Unfortunately, there’s no raw data, just the vectors.
The contest involves ranking a set of documents with respect to a query, where the input is the set of document-query vectors. An evaluation set consists of a number of query-document pairs represented as vectors, where there may be any number of potential documents for each query. The systems must return rankings of the documents for each query.
Binary Logistic Regression for Ranking
In case you were curious, I’m going to tackle the learning to rank problem by generalizing LingPipe’s logistic regression models to allow probabilistic training. Then I can train editorial grade stopping probabilities directly. If I can predict those well, I can score well at ranking. I don’t see any advantage to training something like DCA compared to a binary logistic regression on a per-example basis here.
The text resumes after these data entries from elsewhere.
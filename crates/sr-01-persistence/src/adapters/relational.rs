//! # Relational Storage Adapter
//!
//! SQL implementation of [`PersistenceProvider`] on sea-orm. Postgres in
//! production, SQLite for development and tests.
//!
//! ## Schema
//!
//! ```text
//! relay_store(tenant_name, bucket, entry_key BLOB, entry_value BLOB)
//!   PRIMARY KEY (tenant_name, bucket, entry_key)
//! ```
//!
//! Keys are stored as bytes so range comparisons are bytewise on every
//! backend, matching the embedded store. Every statement is scoped to the
//! tenant the provider was opened for.
//!
//! Each logical operation is one statement or one short transaction; the
//! database provides isolation, so there is no process-wide lock.

use crate::domain::{expiry_key, Bucket, StoreError};
use crate::ports::{BackendKind, PersistenceProvider, StoredEntry};
use async_trait::async_trait;
use chrono::{DateTime, Utc};
use parking_lot::Mutex;
use sea_orm::sea_query::{
    Alias, ColumnDef, Expr, Index, OnConflict, Order, Query, SelectStatement, SimpleExpr, Table,
};
use sea_orm::{
    ConnectOptions, ConnectionTrait, Database, DatabaseConnection, DbErr, DeriveIden,
    QueryResult, StatementBuilder, TransactionTrait,
};
use std::time::Duration;
use tracing::{debug, info};

#[derive(DeriveIden, Clone, Copy)]
enum RelayStore {
    Table,
    TenantName,
    Bucket,
    EntryKey,
    EntryValue,
}

/// Connection pool options.
#[derive(Debug, Clone, PartialEq, Eq)]
pub struct PoolConfig {
    pub max_connections: u32,
    pub min_connections: u32,
    pub connect_timeout_ms: u64,
    pub acquire_timeout_ms: u64,
}

impl Default for PoolConfig {
    fn default() -> Self {
        Self {
            max_connections: 10,
            min_connections: 1,
            connect_timeout_ms: 10_000,
            acquire_timeout_ms: 30_000,
        }
    }
}

impl PoolConfig {
    /// Single connection; SQLite test databases serialize writers anyway.
    pub fn for_testing() -> Self {
        Self {
            max_connections: 1,
            min_connections: 1,
            connect_timeout_ms: 5_000,
            acquire_timeout_ms: 5_000,
        }
    }
}

/// sea-orm backed provider scoped to one tenant.
pub struct RelationalStore {
    conn: Mutex<Option<DatabaseConnection>>,
    tenant: String,
}

fn db_err(e: DbErr) -> StoreError {
    StoreError::io(format!("SQL error: {e}"))
}

async fn exec<C, S>(conn: &C, stmt: &S) -> Result<u64, StoreError>
where
    C: ConnectionTrait,
    S: StatementBuilder,
{
    let backend = conn.get_database_backend();
    let result = conn.execute(backend.build(stmt)).await.map_err(db_err)?;
    Ok(result.rows_affected())
}

async fn query_one<C, S>(conn: &C, stmt: &S) -> Result<Option<QueryResult>, StoreError>
where
    C: ConnectionTrait,
    S: StatementBuilder,
{
    let backend = conn.get_database_backend();
    conn.query_one(backend.build(stmt)).await.map_err(db_err)
}

async fn query_all<C, S>(conn: &C, stmt: &S) -> Result<Vec<QueryResult>, StoreError>
where
    C: ConnectionTrait,
    S: StatementBuilder,
{
    let backend = conn.get_database_backend();
    conn.query_all(backend.build(stmt)).await.map_err(db_err)
}

impl RelationalStore {
    /// Connect, then create the schema if it is missing.
    pub async fn connect(url: &str, tenant: &str, pool: &PoolConfig) -> Result<Self, StoreError> {
        let mut options = ConnectOptions::new(url.to_owned());
        options
            .max_connections(pool.max_connections)
            .min_connections(pool.min_connections)
            .connect_timeout(Duration::from_millis(pool.connect_timeout_ms))
            .acquire_timeout(Duration::from_millis(pool.acquire_timeout_ms))
            .sqlx_logging(false);

        let conn = Database::connect(options)
            .await
            .map_err(|e| StoreError::Open {
                message: format!("Failed to connect to database: {e}"),
            })?;

        let create = Table::create()
            .table(RelayStore::Table)
            .if_not_exists()
            .col(ColumnDef::new(RelayStore::TenantName).string().not_null())
            .col(ColumnDef::new(RelayStore::Bucket).string().not_null())
            .col(ColumnDef::new(RelayStore::EntryKey).blob().not_null())
            .col(ColumnDef::new(RelayStore::EntryValue).blob().not_null())
            .primary_key(
                Index::create()
                    .col(RelayStore::TenantName)
                    .col(RelayStore::Bucket)
                    .col(RelayStore::EntryKey),
            )
            .to_owned();
        exec(&conn, &create).await.map_err(|e| StoreError::Open {
            message: format!("Failed to create schema: {e}"),
        })?;

        info!(
            "[sr-01] Relational store ready ({:?}) for tenant {}",
            conn.get_database_backend(),
            tenant
        );

        Ok(Self {
            conn: Mutex::new(Some(conn)),
            tenant: tenant.to_string(),
        })
    }

    pub fn tenant(&self) -> &str {
        &self.tenant
    }

    /// Pool handles are cheap clones; the mutex only guards open/closed.
    fn conn(&self) -> Result<DatabaseConnection, StoreError> {
        self.conn.lock().clone().ok_or(StoreError::Closed)
    }

    fn scope(&self, bucket: Bucket) -> [SimpleExpr; 2] {
        [
            Expr::col(RelayStore::TenantName).eq(self.tenant.as_str()),
            Expr::col(RelayStore::Bucket).eq(bucket.as_str()),
        ]
    }

    fn scoped_select(&self, bucket: Bucket) -> SelectStatement {
        let mut select = Query::select();
        select.from(RelayStore::Table);
        for cond in self.scope(bucket) {
            select.and_where(cond);
        }
        select
    }

    async fn insert<C: ConnectionTrait>(
        &self,
        conn: &C,
        bucket: Bucket,
        key: &str,
        value: &[u8],
        on_conflict: OnConflict,
    ) -> Result<u64, StoreError> {
        let insert = Query::insert()
            .into_table(RelayStore::Table)
            .columns([
                RelayStore::TenantName,
                RelayStore::Bucket,
                RelayStore::EntryKey,
                RelayStore::EntryValue,
            ])
            .values_panic([
                self.tenant.as_str().into(),
                bucket.as_str().into(),
                key.as_bytes().to_vec().into(),
                value.to_vec().into(),
            ])
            .on_conflict(on_conflict)
            .to_owned();
        exec(conn, &insert).await
    }

    fn upsert() -> OnConflict {
        OnConflict::columns([
            RelayStore::TenantName,
            RelayStore::Bucket,
            RelayStore::EntryKey,
        ])
        .update_column(RelayStore::EntryValue)
        .to_owned()
    }

    fn keep_existing() -> OnConflict {
        OnConflict::columns([
            RelayStore::TenantName,
            RelayStore::Bucket,
            RelayStore::EntryKey,
        ])
        .do_nothing()
        .to_owned()
    }
}

fn entry_from_row(row: &QueryResult) -> Result<StoredEntry, StoreError> {
    let key: Vec<u8> = row.try_get("", "entry_key").map_err(db_err)?;
    let value: Vec<u8> = row.try_get("", "entry_value").map_err(db_err)?;
    Ok(StoredEntry {
        key: String::from_utf8_lossy(&key).into_owned(),
        value,
    })
}

#[async_trait]
impl PersistenceProvider for RelationalStore {
    fn backend(&self) -> BackendKind {
        BackendKind::Relational
    }

    async fn put(
        &self,
        bucket: Bucket,
        key: &str,
        value: &[u8],
        expires_at: Option<DateTime<Utc>>,
    ) -> Result<(), StoreError> {
        let conn = self.conn()?;
        let Some(ts) = expires_at else {
            self.insert(&conn, bucket, key, value, Self::upsert()).await?;
            return Ok(());
        };

        let tx = conn.begin().await.map_err(db_err)?;
        self.insert(&tx, bucket, key, value, Self::upsert()).await?;
        self.insert(
            &tx,
            Bucket::Expiry,
            &expiry_key(ts, key),
            key.as_bytes(),
            Self::upsert(),
        )
        .await?;
        tx.commit().await.map_err(db_err)
    }

    async fn put_if_absent(
        &self,
        bucket: Bucket,
        key: &str,
        value: &[u8],
        expires_at: Option<DateTime<Utc>>,
    ) -> Result<bool, StoreError> {
        let conn = self.conn()?;
        let tx = conn.begin().await.map_err(db_err)?;

        let inserted = self
            .insert(&tx, bucket, key, value, Self::keep_existing())
            .await?
            > 0;
        if inserted {
            if let Some(ts) = expires_at {
                self.insert(
                    &tx,
                    Bucket::Expiry,
                    &expiry_key(ts, key),
                    key.as_bytes(),
                    Self::upsert(),
                )
                .await?;
            }
        }

        tx.commit().await.map_err(db_err)?;
        Ok(inserted)
    }

    async fn get_if_present(
        &self,
        bucket: Bucket,
        key: &str,
    ) -> Result<Option<Vec<u8>>, StoreError> {
        let conn = self.conn()?;
        let select = self
            .scoped_select(bucket)
            .column(RelayStore::EntryValue)
            .and_where(Expr::col(RelayStore::EntryKey).eq(key.as_bytes().to_vec()))
            .to_owned();

        match query_one(&conn, &select).await? {
            Some(row) => Ok(Some(row.try_get("", "entry_value").map_err(db_err)?)),
            None => Ok(None),
        }
    }

    async fn delete(&self, bucket: Bucket, keys: &[String]) -> Result<(), StoreError> {
        if keys.is_empty() {
            return Ok(());
        }
        let conn = self.conn()?;
        let mut delete = Query::delete();
        delete.from_table(RelayStore::Table);
        for cond in self.scope(bucket) {
            delete.and_where(cond);
        }
        delete.and_where(
            Expr::col(RelayStore::EntryKey).is_in(keys.iter().map(|k| k.as_bytes().to_vec())),
        );
        exec(&conn, &delete).await?;
        Ok(())
    }

    async fn delete_range(
        &self,
        bucket: Bucket,
        upper_bound: &str,
    ) -> Result<Vec<StoredEntry>, StoreError> {
        let conn = self.conn()?;
        let bound = upper_bound.as_bytes().to_vec();
        let tx = conn.begin().await.map_err(db_err)?;

        let select = self
            .scoped_select(bucket)
            .columns([RelayStore::EntryKey, RelayStore::EntryValue])
            .and_where(Expr::col(RelayStore::EntryKey).lte(bound.clone()))
            .order_by(RelayStore::EntryKey, Order::Asc)
            .to_owned();
        let removed = query_all(&tx, &select)
            .await?
            .iter()
            .map(entry_from_row)
            .collect::<Result<Vec<_>, _>>()?;

        if !removed.is_empty() {
            let mut delete = Query::delete();
            delete.from_table(RelayStore::Table);
            for cond in self.scope(bucket) {
                delete.and_where(cond);
            }
            delete.and_where(Expr::col(RelayStore::EntryKey).lte(bound));
            exec(&tx, &delete).await?;
        }

        tx.commit().await.map_err(db_err)?;
        if !removed.is_empty() {
            debug!("[sr-01] Removed {} entries from {}", removed.len(), bucket);
        }
        Ok(removed)
    }

    async fn total_size(&self, bucket: Bucket) -> Result<u64, StoreError> {
        let conn = self.conn()?;
        let select = self
            .scoped_select(bucket)
            .expr_as(
                Expr::cust("SUM(LENGTH(entry_key) + LENGTH(entry_value))"),
                Alias::new("total"),
            )
            .to_owned();

        let total: Option<i64> = match query_one(&conn, &select).await? {
            Some(row) => row.try_get("", "total").map_err(db_err)?,
            None => None,
        };
        Ok(total.unwrap_or(0).max(0) as u64)
    }

    async fn purge_bucket(&self, bucket: Bucket) -> Result<(), StoreError> {
        let conn = self.conn()?;
        let mut delete = Query::delete();
        delete.from_table(RelayStore::Table);
        for cond in self.scope(bucket) {
            delete.and_where(cond);
        }
        let removed = exec(&conn, &delete).await?;
        debug!("[sr-01] Purged {} rows from {}", removed, bucket);
        Ok(())
    }

    async fn close(&self) -> Result<(), StoreError> {
        let Some(conn) = self.conn.lock().take() else {
            return Ok(());
        };
        conn.close().await.map_err(db_err)?;
        info!("[sr-01] Relational store closed");
        Ok(())
    }
}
I’m not sure which regression packages that scale to this size data allow probabilistic training. It could always be faked by making an even bigger data set with positive and negative items.
No IP Transfer, But a Non-Compete
I’d like to be able to play with these data sets and publish about them and release demos based on them without transferring any intellectual property to a third party other than a publication and rights to publicity. IANAL, but I don’t think I can do that with this data.
We still haven’t gone through the legal fine print, nor is it clear it will be worth our while to do so in the end. It’s expensive to run this stuff by lawyers to look for gotchas. And my own read makes it seem like a no-go.
It doesn’t appear from a quick read that they require the winners to give them the algorithm. They do require the winners have the rights to their submission. And they will take possession of copyright on submissions (presumably not including the algorithm itself). This is great if I’m reading it right.
On the other hand, the non-compete clause (4a) immediately jumped out at me as a deal breaker:
THE TEAM WILL NOT ENTER THE ALGORITHM NOR ANY OUTPUT OR RESULTS THEREOF IN ANY OTHER COMPETITION OR PROMOTION OFFERED BY ANYONE OTHER THAN THE SPONSOR FOR ONE YEAR AFTER THE CONCLUSION OF THE CONTEST PERIOD;
Not only are they shouting, I’m not sure what constitutes “the algorithm”. It’d be absurd to tie up LingPipe’s logistic regression by entering a contest. Yet it’s not clear what more there is to “THE ALGORITHM”.
And if we release something as part of LingPipe, our royalty-free license lets people do whatever they want with it. So I don’t see how we could comply.
The other issue that’s problematic for a company is (4g):
agrees to indemnify and hold the Contest Entities and their respective subsidiaries, affiliates, officers, directors, agents, co-branders or other partners, and any of their employees (collectively, the “Contest Indemnitees”), harmless from any and all claims, damages, expenses, costs (including reasonable attorneys’ fees) and liabilities (including settlements), brought or asserted by any third party against any of the Contest Indemnitees due to or arising out of the Team’s Submissions or Additional Materials, or any Team Member’s conduct during or in connection with this Contest, including but not limited to trademark, copyright, or other intellectual property rights, right of publicity, right of privacy and defamation.
One doesn’t like to put one’s company on the line for a contest that’ll at most net US$8K (less travel and conference registration) and minor publicity.